Для того чтобы решительно, во всеуслышанье и сразу заявить в своем творчестве такую позицию, идущую вразрез с общепринятыми представлениями о высокой и трагической миссии русской литературы, не испугавшись суда литературной эмиграции, воспитанной на тех же демократических идеалах XIX века, что сказались и в советской литературе (а среди этих традиций — нетерпимость в отношении не только иной общественно — политической позиции, но и эстетических взглядов), нужно было обладать и мужеством, и чувством глубочайшей внутренней независимости и самодостаточности — ив частной, и в литературной жизни. Набоков, думается, обладал ими: черты личности обусловили характер творческого дара и особенности его художественного мира.

Глубинной чертой его мироощущения было неприятие любого соседства — как чисто бытового, так и литературного (ставшее следствием совершенно искреннего презрения ко всем жившим и живущим — единственным исключением, повторимся, был его отец). Поэтому одиночество мыслилось им как совершенно естественное и единственно возможное состояние — просто по невозможности существования кого — то равного в жизни и литературе. Этой брезгливой нетерпимостью к соседу, к тому, кто в силу жизненных обстоятельств оказывается рядом, наделены те герои Набокова, которым он что — то доверяет от самого себя. Чувствует физическое отвращение Лев Глебович Ганин («Машенька»), когда застревает в лифте вместе с Алферовым, нащупывая, вынужденный пожать в темноте руку, которая тыкалась ему в обшлаг. Князь Годунов — Чедынцев из «Дара» страдает от вида тупого в своем типичном самодовольстве немца в трамвайном вагоне. Так же искренне и почти физически страдал Набоков, когда его имя оказывалось в каком — то литературном ряду — предшественников или современников. Он напрочь отрицал влияние кого — либо из предшественников на собственное творчество и терпеть не мог, когда его об этом спрашивали, а о том, что у него есть нечто общее с современниками, не могло быть и речи. Известно, что Набоков прекратил отношения с Глебом Струве, посвятившем ему главу в своей книге и поставившем ее в контекст глав, посвященных другим авторам русской эмиграции, — речь о соседстве не могла идти даже на книжной странице! Когда Солженицын, получая Нобелевскую премию, обратился к Набокову с письмом, в котором говорил о правомерности присуждения этой премии не ему. Солженицыну, а Набокову, тот на письмо не ответил, а в частных беседах, в частности, со своим биографом Эндрю Филдом, рассказывал об орфографических ошибках, допущенных автором письма.
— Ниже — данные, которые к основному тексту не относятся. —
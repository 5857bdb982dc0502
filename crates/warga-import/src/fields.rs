//! Field parsing and validation for imported rows

use chrono::NaiveDate;
use csv::{Reader, StringRecord};

use crate::ImportError;

/// Normalize the header row: trimmed and lower case
pub fn normalize_headers<R: std::io::Read>(rdr: &mut Reader<R>) -> Result<(), ImportError> {
    let headers: StringRecord = rdr
        .headers()?
        .iter()
        .map(|h| h.trim().to_lowercase())
        .collect();
    rdr.set_headers(headers);
    Ok(())
}

pub fn required(value: &str, field: &'static str) -> Result<String, ImportError> {
    let value = value.trim();
    if value.is_empty() {
        return Err(ImportError::MissingField(field));
    }
    Ok(value.to_string())
}

/// Check the rough shape of an email address: local@domain.tld
pub fn email(value: &str) -> Result<String, ImportError> {
    let value = required(value, "email")?;
    let invalid = || ImportError::InvalidEmail(value.clone());

    if value.chars().any(char::is_whitespace) {
        return Err(invalid());
    }
    let (local, domain) = value.split_once('@').ok_or_else(invalid)?;
    if local.is_empty() || domain.contains('@') {
        return Err(invalid());
    }
    if !domain.contains('.') || domain.starts_with('.') || domain.ends_with('.') {
        return Err(invalid());
    }
    Ok(value.to_lowercase())
}

/// Dates are either ISO (2024-01-31) or day first (31/01/2024)
pub fn date(value: &str) -> Result<Option<NaiveDate>, ImportError> {
    let value = value.trim();
    if value.is_empty() {
        return Ok(None);
    }
    NaiveDate::parse_from_str(value, "%Y-%m-%d")
        .or_else(|_| NaiveDate::parse_from_str(value, "%d/%m/%Y"))
        .map(Some)
        .map_err(|_| ImportError::InvalidDate(value.to_string()))
}

/// Parse a positive amount. A comma is taken as decimal
/// separator if there is no dot.
pub fn amount(value: &str) -> Result<f64, ImportError> {
    let raw: String = value.chars().filter(|c| !c.is_whitespace()).collect();
    let number = if raw.contains(',') && !raw.contains('.') {
        raw.replace(',', ".")
    } else {
        raw.clone()
    };
    match number.parse::<f64>() {
        Ok(amount) if amount.is_finite() && amount > 0.0 => Ok(amount),
        _ => Err(ImportError::InvalidAmount(value.trim().to_string())),
    }
}

/// Reduce a phone number to digits, keeping a leading `+`.
/// Common separators are dropped, anything else is an error.
pub fn phone(value: &str) -> Result<String, ImportError> {
    let value = value.trim();
    let mut phone = String::new();
    for (i, c) in value.chars().enumerate() {
        match c {
            '+' if i == 0 => phone.push(c),
            '0'..='9' => phone.push(c),
            ' ' | '-' | '(' | ')' | '.' => {}
            _ => return Err(ImportError::InvalidPhone(value.to_string())),
        }
    }
    if phone == "+" {
        return Err(ImportError::InvalidPhone(value.to_string()));
    }
    Ok(phone)
}
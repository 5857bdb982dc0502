use async_trait::async_trait;

use warga_data::{Payment, Template, User};

use crate::{normalize_phone, render, MessageContext, NotifyError};

/// A rendered message ready to be sent
#[derive(Debug, Clone, PartialEq)]
pub struct Message {
    pub phone: String,
    pub body: String,
}

/// Something that delivers messages
#[async_trait]
pub trait Dispatcher {
    async fn send(&self, message: &Message) -> Result<(), NotifyError>;
}

/// Render a template for a user and an optional payment
pub fn compose(
    template: &Template,
    user: &User,
    payment: Option<&Payment>,
    country_code: &str,
) -> Result<Message, NotifyError> {
    let phone = normalize_phone(&user.phone, country_code)
        .ok_or_else(|| NotifyError::NoPhone(user.email.clone()))?;
    let context = MessageContext::new(user, payment);
    Ok(Message {
        phone,
        body: render(&template.body, &context),
    })
}

/// Outcome of a notification run
#[derive(Debug, Default)]
pub struct NotifyReport {
    pub sent: usize,
    pub failed: Vec<(u32, NotifyError)>,
}

/// Send a template to each recipient. Failures are collected per
/// user and do not stop the run.
pub async fn notify_all<D>(
    dispatcher: &D,
    template: &Template,
    recipients: &[(User, Option<Payment>)],
    country_code: &str,
) -> NotifyReport
where
    D: Dispatcher + Sync,
{
    let mut report = NotifyReport::default();
    for (user, payment) in recipients {
        let result = match compose(template, user, payment.as_ref(), country_code) {
            Ok(message) => dispatcher.send(&message).await,
            Err(err) => Err(err),
        };
        match result {
            Ok(()) => report.sent += 1,
            Err(err) => {
                tracing::warn!(user_id = user.id, "notification failed: {}", err);
                report.failed.push((user.id, err));
            }
        }
    }
    tracing::info!(
        template = %template.name,
        sent = report.sent,
        failed = report.failed.len(),
        "notification run finished"
    );
    report
}

#[cfg(test)]
mod tests {
    use std::sync::Mutex;

    use super::*;

    #[derive(Default)]
    struct Outbox {
        messages: Mutex<Vec<Message>>,
    }

    #[async_trait]
    impl Dispatcher for Outbox {
        async fn send(&self, message: &Message) -> Result<(), NotifyError> {
            if message.phone.ends_with("000") {
                return Err(NotifyError::Rejected(400, "blocked".to_string()));
            }
            self.messages.lock().unwrap().push(message.clone());
            Ok(())
        }
    }

    fn user(id: u32, name: &str, phone: &str) -> User {
        User {
            id,
            name: name.to_string(),
            email: format!("{}@warga.test", name.to_lowercase()),
            phone: phone.to_string(),
            ..Default::default()
        }
    }

    #[tokio::test]
    async fn test_notify_all() {
        let template = Template {
            id: 1,
            name: "reminder".to_string(),
            body: "Hi {name}, please pay {amount}".to_string(),
        };
        let payment = Payment {
            amount: 50000.0,
            ..Default::default()
        };
        let recipients = vec![
            (user(1, "Siti", "0812-1111-2222"), Some(payment)),
            (user(2, "Budi", ""), None),
            (user(3, "Rina", "0812-0000-0000"), None),
        ];

        let outbox = Outbox::default();
        let report = notify_all(&outbox, &template, &recipients, "62").await;
        assert_eq!(report.sent, 1);
        assert_eq!(report.failed.len(), 2);
        assert!(matches!(report.failed[0], (2, NotifyError::NoPhone(_))));
        assert!(matches!(report.failed[1], (3, NotifyError::Rejected(400, _))));

        let messages = outbox.messages.lock().unwrap();
        assert_eq!(
            messages[0],
            Message {
                phone: "6281211112222".to_string(),
                body: "Hi Siti, please pay 50000".to_string(),
            }
        );
    }
}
Все эти черты личности Набокова имели значение лишь для людей, знавших писателя и общавшихся с ним. Разумеется, не дело читателя или критика истолковывать и давать оценку — положительную или отрицательную — этим чертам давно уже ушедшего человека и великого писателя. Но для нас важно, что эти черты личностного миросозерцания, основанного на исключительной самооценке, предопределили эстетику писателя, основные черты его художественного мира.
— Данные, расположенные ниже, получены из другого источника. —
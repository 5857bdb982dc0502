use anyhow::Result;
use clap::{Args, Subcommand};
use inquire::Confirm;

use warga_data::{Delete, Insert, Query, Retrieve, Store, Template, TemplateFilter};

use crate::formatting::PrintFormatted;

#[derive(Subcommand, Debug)]
pub enum Templates {
    /// List message templates
    #[clap(name = "list")]
    List,
    /// Add a template. Placeholders: {name} {email} {house_number}
    /// {amount} {date} {status} {reference}
    #[clap(name = "add")]
    Add(AddTemplate),
    /// Delete a template
    #[clap(name = "delete")]
    Delete(DeleteTemplate),
}

impl Templates {
    pub async fn run<DB: Store>(self, db: &DB) -> Result<()> {
        match self {
            Templates::List => {
                let templates: Vec<Template> = db.query(&TemplateFilter::default()).await?;
                templates.print_formatted();
                Ok(())
            }
            Templates::Add(cmd) => cmd.run(db).await,
            Templates::Delete(cmd) => cmd.run(db).await,
        }
    }
}

#[derive(Args, Debug)]
pub struct AddTemplate {
    #[clap(short, long)]
    pub name: String,
    #[clap(short, long)]
    pub body: String,
}

impl AddTemplate {
    pub async fn run<DB: Store>(self, db: &DB) -> Result<()> {
        let template = db
            .insert(Template {
                name: self.name,
                body: self.body,
                ..Default::default()
            })
            .await?;
        println!("Template added with id {}.", template.id);
        Ok(())
    }
}

#[derive(Args, Debug)]
pub struct DeleteTemplate {
    #[clap(short, long)]
    pub id: u32,
}

impl DeleteTemplate {
    pub async fn run<DB: Store>(self, db: &DB) -> Result<()> {
        let template: Template = db.retrieve(self.id).await?;
        template.print_formatted();
        let confirm = Confirm::new("Delete template?").with_default(true);
        if !confirm.prompt()? {
            return Ok(());
        }
        db.delete(template).await?;
        Ok(())
    }
}
use anyhow::Result;

use crate::Connection;

const SCHEMA: &str = include_str!("../schema.sql");

/// Install the database schema.
pub async fn install(conn: &Connection) -> Result<()> {
    let mut conn = conn.lock().await;
    sqlx::raw_sql(SCHEMA).execute(&mut *conn).await?;
    tracing::info!("database schema installed");
    Ok(())
}

#[cfg(test)]
mod tests {
    use super::*;

    #[tokio::test]
    async fn test_install() {
        let conn = Connection::open("sqlite::memory:").await.unwrap();
        install(&conn).await.unwrap();
        // Installing twice is fine
        install(&conn).await.unwrap();
    }
}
Отношение к человеку сказалось, в первую очередь, на концепции личности, предложенной Набоковым литературе.

Один из героев романа «Король, дама, валет», удачливый и талантливый предприниматель по фамилии Драйер, мимолетно увлечен созданием искусственных манекенов, способных, однако, двигаться почти как живые люди. «В тишине был слышен мягкий шелестящий шаг механических фигур. Один за другим прошли: мужчина в смокинге, юноша в белых штанах, делец с портфелем под мышкой, — и потом снова в том же порядке. И вдруг Драйеру стало скучно. Очарование испарилось. Эти электрические лунатики двигались слишком однообразно, и что — то неприятное было в их лицах, — сосредоточенное и притворное выражение, которое он видел уже много раз. Конечно, гибкость их была нечто новое, конечно, они были изящно и мягко сработаны, — и все — таки от них теперь веяло вялой скукой. — особенно юноша в штанах был невыносим. И, словно почувствовав, что холодный зритель зевает, фигуры приуныли, двигаясь не так ладно, одна из них — в смокинге — смущенно замедлила шаг, устали и две другие, их движения становились все тише, все дремотнее. Две, падая от усталости, успели уйти и остановились уже за кулисами, но делец в сером замер посреди сцены, — хотя долго еще дрыгал плечом и ляжкой, как будто прилип к полу и пытался оторвать подошвы. Потом он затих совсем. Изнеможение. Молчание».